Iceland
- David Wanczyk
- Apr 27, 2022
- 2 min read
By David Wanczyk
My friend’s daughter is doing a high school project on Iceland, and when she told a group of folks about it the other day, we all stammered off our “facts” about the island nation in the Atlantic Ocean whose capital is Reyka-something-vek-spelled-who-knows-how. All of us made fun of our lack of Iceland-knowledge by spouting off about pretend national heroes, fake imports, fantastical international skirmishes, the Icelandic space program, Bjork.
And then I blurted, with exaggerated pompousness, “You know, Iceland has a population of 343,000.” Everyone stared. I stared at myself. What had I just done?
“How--Wait, do you know that?” they asked.
“Yes.”
Silence.
I’d derailed the “we know nothing” joke to make the “I know ridiculous things” joke.
I like that joke better, and I think I made fun of myself sufficiently afterward, but I see where I might have curtailed the fun.

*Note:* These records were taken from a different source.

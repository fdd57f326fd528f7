use std::time::Duration;

use tokio::time::Instant;
use url::Url;

use crate::{
    classifier::classify,
    config::Config,
    error::CheckError,
    identity::IdentityFetcher,
    probe::ProxyProbe,
    projector,
    proxy::{ProxyCandidate, VerificationResult},
};

/// Runs the baseline → probe → classify → project chain for one candidate.
/// Holds no state between checks; share it behind an `Arc`.
#[derive(Debug)]
pub struct Checker {
    fetcher: IdentityFetcher,
    probe: ProxyProbe,
    echo_url: Url,
    baseline_timeout: Duration,
    probe_timeout: Duration,
}

impl Checker {
    pub fn new(config: &Config) -> anyhow::Result<Self> {
        let probe = ProxyProbe::from_kinds(&config.strategies)?;
        Checker::with_probe(config, probe)
    }

    pub fn with_probe(config: &Config, probe: ProxyProbe) -> anyhow::Result<Self> {
        Ok(Checker {
            fetcher: IdentityFetcher::new()?,
            probe,
            echo_url: config.echo_url.clone(),
            baseline_timeout: config.baseline_timeout,
            probe_timeout: config.probe_timeout,
        })
    }

    /// Verifies `candidate`. Elapsed time is measured from the start of the baseline
    /// fetch. Fails only when no baseline can be established.
    pub async fn check(
        &self,
        input: String,
        candidate: ProxyCandidate,
    ) -> Result<VerificationResult, CheckError> {
        let stime = Instant::now();

        let baseline = self
            .fetcher
            .fetch(&self.echo_url, self.baseline_timeout)
            .await?;
        let outcome = self
            .probe
            .probe(&candidate, &self.echo_url, self.probe_timeout)
            .await;
        let verdict = classify(&baseline, &outcome);

        let result = projector::project(input, candidate, baseline, outcome, verdict, stime.elapsed());
        log::info!("{}", result);
        Ok(result)
    }
}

Here now could follow an essay on my slight discomfort with group-joking, my obsession with population figures, my desire to journey to Iceland, which--like Wisconsin, Oregon, New Zealand, Mauritius, and Belgium--is pleasantly under the radar.
There’d also be a place in that lengthy composition to discuss the untraceability of what’s eventually gotten trapped in our brains like so many Icelandic prisoners (there are about 104 of them). From where have we gleaned our mental dust?
But I don’t really know anything about that.
David Wanczyk is the author of Beep: Inside the Unseen World of Baseball for the Blind and has published work in Slate, Salon, The Boston Globe Magazine, Pank, and others. He is the editor of the literary journal, New Ohio Review, and teaches at Ohio University.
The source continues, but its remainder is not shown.